Delhi Police filed a supplementary charge sheet against Umar Khalid in connection with the Delhi riots. They alleged a case of a multi-layered conspiracy and planning of a riot, and claimed that there was sufficient evidence to proceed against Khalid. In early January 2021, a Delhi court agreed with the chargesheet. Khalid filed a bail plea in July 2021, after eight month long hearing his bail application was dismissed. In the bail order the court said that the allegations against Khalid are prima facie true and his role in the "context of conspiracy" related to Delhi riots was apparent. In March 2022, the court denied bail to Khalid. An Additional Sessions Judge Amitabh Rawat stated that Khalid's plea had "no merit and substance" for the bail to be granted.

On 13 September 2022, as he completed two years in Tihar Jail under the Unlawful Activities (Prevention) Act or UAPA, accused by the Delhi Police of involvement in 2020 Delhi riots, The Wire published Khalid's response to an open letter. By employing UAPA, he says, "we can be kept in jail for years, without those framing us needing to prove anything".

On 18 October 2022, the Delhi High Court dismissed the bail plea of Khalid, as Delhi Police opposed it.

On 3 December 2022, a Delhi court acquitted him in stone pelting case during Delhi riots.

=== Supreme Court bail hearings ===
Khalid's bail petition first made it to the Supreme Court of India in May 2023. On 18 May, Justices Bopanna and Hima Kohli of the SC had issued notice and posted the case after six weeks. On 12 July, Justices Bopanna and M. M. Sundresh listed the case for 24 July. The case came up for hearing on 24 July before Justices Bopanna and Bela M. Trivedi.

The bail hearing came up next in the Supreme Court on 9 August 2023 when Justice Mishra recused himself and the bail hearing was scheduled for 17 August.

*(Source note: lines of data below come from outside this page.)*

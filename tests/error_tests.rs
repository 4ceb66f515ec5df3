//! Unit tests for the `LinkError` enum and its associated `Display` trait implementation.

use servo_serial::error::LinkError;

/// Tests that the `DeviceNotFound` variant is correctly formatted.
#[test]
fn test_device_not_found_error() {
    let err = LinkError::DeviceNotFound("/dev/ttyUSB9".to_string());
    assert_eq!(err.to_string(), "Serial device not found: /dev/ttyUSB9");
}

/// Tests that the `LockHeld` variant is correctly formatted.
#[test]
fn test_lock_held_error() {
    let err = LinkError::LockHeld("/dev/ttyUSB0".to_string());
    assert_eq!(
        err.to_string(),
        "Serial device is locked by another instance: /dev/ttyUSB0"
    );
}

/// Tests that the `OpenFailed` variant is correctly formatted.
#[test]
fn test_open_failed_error() {
    let err = LinkError::OpenFailed {
        path: "/dev/ttyACM0".to_string(),
        reason: "Permission denied".to_string(),
    };
    assert_eq!(err.to_string(), "Failed to open /dev/ttyACM0: Permission denied");
}

/// Tests that the `Timeout` variant is correctly formatted.
#[test]
fn test_timeout_error() {
    let err = LinkError::Timeout {
        expected: 6,
        received: 2,
    };
    assert_eq!(err.to_string(), "Timeout: expected 6 bytes, received 2");
}

/// Tests that the `NotOpen` variant is correctly formatted.
#[test]
fn test_not_open_error() {
    assert_eq!(LinkError::NotOpen.to_string(), "Serial link is not open");
}

/// Tests that I/O errors convert with `?`.
#[test]
fn test_io_error_conversion() {
    fn fails() -> Result<(), LinkError> {
        Err(std::io::Error::new(std::io::ErrorKind::BrokenPipe, "gone"))?;
        Ok(())
    }
    let err = fails().unwrap_err();
    assert!(matches!(err, LinkError::Io(_)));
    assert_eq!(err.to_string(), "I/O error: gone");
}
//! # servo-serial - Serial Transport for Smart Servo Protocol Stacks
//!
//! The servo-serial crate is the layer between a servo command/response
//! protocol (Dynamixel, HerkuleX, ...) and the USB-to-serial or TTL adapter the
//! servos hang off. The protocol layer hands it byte frames; this crate makes
//! sure they reach exactly one device, at the right speed, without ever
//! blocking longer than the frame can take.
//!
//! ## Features
//!
//! - Discover USB-serial and ACM adapters, skipping always-present native UARTs
//! - Resolve baud rates and protocol baud indexes, with a custom speed fallback
//! - Lock devices across processes, with automatic release when a process dies
//! - Compute receive timeouts from baud rate and packet size
//! - Deadline-bounded transmit/receive on a raw, unmangled binary link
//!
//! ## Usage
//!
//! ```rust,no_run
//! use servo_serial::{init_logger, BaudRequest, LinkConfig, SerialLink};
//!
//! init_logger();
//! let mut link = SerialLink::new(LinkConfig::new("/dev/ttyUSB0", BaudRequest::Literal(1_000_000)));
//! link.open()?;
//! link.tx(&[0xFF, 0xFF, 0xFE, 0x02, 0x01, 0xFE])?;
//! link.close();
//! # Ok::<(), servo_serial::LinkError>(())
//! ```

pub mod constants;
pub mod error;
pub mod logging;
pub mod serial;
pub mod util;

pub use crate::error::LinkError;
pub use crate::logging::{init_logger, log_info};

pub use serial::{
    BaudRateResolver, BaudRequest, BaudResolution, DeviceLock, DeviceScanner, FileLock,
    LinkConfig, LinkState, SerialAdapter, SerialLink, ServoFamily, StandardBaud, TimeoutPolicy,
};

/// Scan the host for serial adapters, in discovery order.
pub fn scan_serial_ports() -> Vec<String> {
    DeviceScanner::default().scan()
}

/// First adapter found on the host, or None.
pub fn autoselect_serial_port() -> Option<String> {
    DeviceScanner::default().autoselect()
}
//! Mock serial port implementation for testing
//!
//! This module provides a mock backend that can be used to test the serial
//! link without requiring actual hardware. Every clone shares the same
//! simulated device, so a test can keep one clone to inspect traffic while
//! the link owns another.

use std::collections::VecDeque;
use std::io;
use std::sync::{Arc, Mutex, MutexGuard};
use std::time::Duration;

use crate::error::LinkError;
use crate::serial::baud::BaudResolution;
use crate::serial::port::{PortBackend, SerialDevice};

#[derive(Default)]
struct MockState {
    /// Data written to the port (outgoing)
    tx: Vec<u8>,
    /// Data to be read from the port (incoming)
    rx: VecDeque<u8>,
    /// Error returned by the next read or write
    next_error: Option<io::Error>,
    /// Failure returned by the next open
    open_error: Option<String>,
    /// Device node is absent
    missing: bool,
    opens: usize,
    live_handles: usize,
    clears: usize,
    applied: Option<BaudResolution>,
    low_latency_supported: bool,
    low_latency: bool,
    /// Time each write takes
    write_delay: Duration,
}

/// Mock serial device and backend.
#[derive(Clone, Default)]
pub struct MockSerialPort {
    state: Arc<Mutex<MockState>>,
}

impl MockSerialPort {
    pub fn new() -> Self {
        Self::default()
    }

    fn state(&self) -> MutexGuard<'_, MockState> {
        // A test that panicked mid-operation must not poison the others.
        self.state.lock().unwrap_or_else(|e| e.into_inner())
    }

    /// Queue data to be read from the port
    pub fn queue_rx_data(&self, data: &[u8]) {
        self.state().rx.extend(data);
    }

    /// Get data that was written to the port
    pub fn get_tx_data(&self) -> Vec<u8> {
        self.state().tx.clone()
    }

    /// Bytes queued for reading that nobody consumed yet
    pub fn pending_rx(&self) -> usize {
        self.state().rx.len()
    }

    /// Set an error to be returned on the next read or write
    pub fn set_next_error(&self, error: io::Error) {
        self.state().next_error = Some(error);
    }

    /// Make the next open fail with a configuration error
    pub fn fail_next_open(&self, reason: &str) {
        self.state().open_error = Some(reason.to_string());
    }

    /// Simulate an unplugged device
    pub fn set_missing(&self, missing: bool) {
        self.state().missing = missing;
    }

    /// Make every write take `delay`, like a slow link draining its queue
    pub fn set_write_delay(&self, delay: Duration) {
        self.state().write_delay = delay;
    }

    /// Pretend the driver offers a low-latency mode
    pub fn support_low_latency(&self, supported: bool) {
        self.state().low_latency_supported = supported;
    }

    pub fn low_latency_enabled(&self) -> bool {
        self.state().low_latency
    }

    /// Number of successful opens so far
    pub fn open_count(&self) -> usize {
        self.state().opens
    }

    /// Device handles currently alive
    pub fn live_handles(&self) -> usize {
        self.state().live_handles
    }

    /// Number of flushes performed
    pub fn clear_count(&self) -> usize {
        self.state().clears
    }

    /// Speed configuration used by the last open
    pub fn applied_baud(&self) -> Option<BaudResolution> {
        self.state().applied
    }
}

impl PortBackend for MockSerialPort {
    fn exists(&self, _path: &str) -> bool {
        !self.state().missing
    }

    fn open(&self, path: &str, baud: &BaudResolution) -> Result<Box<dyn SerialDevice>, LinkError> {
        let mut state = self.state();
        if state.missing {
            return Err(LinkError::DeviceNotFound(path.to_string()));
        }
        if let Some(reason) = state.open_error.take() {
            return Err(LinkError::open_failed(path, reason));
        }
        state.opens += 1;
        state.live_handles += 1;
        state.applied = Some(*baud);
        state.low_latency = false;
        drop(state);

        Ok(Box::new(MockHandle { port: self.clone() }))
    }
}

/// One open handle on the mock device.
struct MockHandle {
    port: MockSerialPort,
}

impl MockHandle {
    fn take_available(&self, buf: &mut [u8]) -> io::Result<Option<usize>> {
        let mut state = self.port.state();
        if let Some(error) = state.next_error.take() {
            return Err(error);
        }
        let available = state.rx.len().min(buf.len());
        if available == 0 {
            return Ok(None);
        }
        for (slot, byte) in buf.iter_mut().zip(state.rx.drain(..available)) {
            *slot = byte;
        }
        Ok(Some(available))
    }
}

impl SerialDevice for MockHandle {
    fn read(&mut self, buf: &mut [u8], timeout: Duration) -> io::Result<usize> {
        if let Some(n) = self.take_available(buf)? {
            return Ok(n);
        }
        // Nothing queued: wait out the timeout like a silent device would,
        // then take whatever arrived meanwhile.
        std::thread::sleep(timeout);
        match self.take_available(buf)? {
            Some(n) => Ok(n),
            None => Err(io::Error::new(io::ErrorKind::TimedOut, "Operation timed out")),
        }
    }

    fn write_all(&mut self, data: &[u8], _timeout: Duration) -> io::Result<()> {
        let delay = {
            let mut state = self.port.state();
            if let Some(error) = state.next_error.take() {
                return Err(error);
            }
            state.tx.extend_from_slice(data);
            state.write_delay
        };
        if !delay.is_zero() {
            std::thread::sleep(delay);
        }
        Ok(())
    }

    fn clear(&mut self) -> io::Result<()> {
        let mut state = self.port.state();
        state.rx.clear();
        state.clears += 1;
        Ok(())
    }

    fn baud_rate(&self) -> io::Result<u32> {
        self.port
            .state()
            .applied
            .map(|b| b.rate())
            .ok_or_else(|| io::Error::new(io::ErrorKind::NotConnected, "not configured"))
    }

    fn set_low_latency(&mut self, _latency_ms: u8) -> io::Result<bool> {
        let mut state = self.port.state();
        state.low_latency = state.low_latency_supported;
        Ok(state.low_latency_supported)
    }
}

impl Drop for MockHandle {
    fn drop(&mut self) {
        let mut state = self.port.state();
        state.live_handles = state.live_handles.saturating_sub(1);
    }
}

It was listed again before the same judge on 17 August and then it was dropped from the Supreme Court case list.

On 14 February 2024, Khalid withdrew his bail plea in the Supreme Court, submitting through his lawyer Kapil Sibal that “he will try his luck” at a lower court, citing a “change in circumstances”. Without elaborating on the “change in circumstance”, Khalid's father cited the long adjournments in the bail plea. At the time, he had completed 1248 days in incarceration.

As of October 2024, Khalid had been jailed for four years without a trial, prompting the New York Times to describe him as "a symbol of the wide-ranging suppression of dissent under Prime Minister Narendra Modi." On 18 December 2024, Khalid was granted a 7-day interim bail for attending a family wedding.

In January 2026, Eight US Lawmakers wrote to Indian ambassador, Vinay Mohan Kwatra, demanding Khalid be granted bail and ensuring a free trial as per international norms.

On 5 January 2026, the Supreme Court of India's two-judge bench rejected the bail plea of Khalid, while granting conditional bail to five other co-accused. The judges drew a distinction between the latter's alleged role and those ascribed to Umar Khalid and Sharjeel Imam. They held that the allegations against the five co-accused were "limited" and "ancillary" in nature, whereas Khalid and Imam faced allegations of a “larger conspiracy” behind the riots in New Delhi. They cited the gravity of the allegations and the “central” role attributed to them by the prosecution. On the following Saturday, New York City's newly elected Mayor Zohran Mamdani wrote a letter to Khalid in solidarity, saying, “We are all thinking of you.”

== Comments ==
In an October 2016 address, Khalid stated both India and Pakistan have “betrayed the people of Kashmir.”

He also called out geopolitical double standards, stating If someone born in Pakistan stands with Kashmir but is silent on Balochistan it is hypocrisy. He said the same applies if a Chinese person stands with Kashmir but remains silent on Tibet.

In his Amaravati speech, he called for non-violent protests, saying,"We won’t respond to violence with violence... If they spread hate, we will respond to it with love." Criticizing the RSS and Hindu Mahasabha, he said,When your ancestors were acting as dalals (agents or colloquially pimp) for the British, students and teachers of Jamia Millia Islamia were fighting the British government.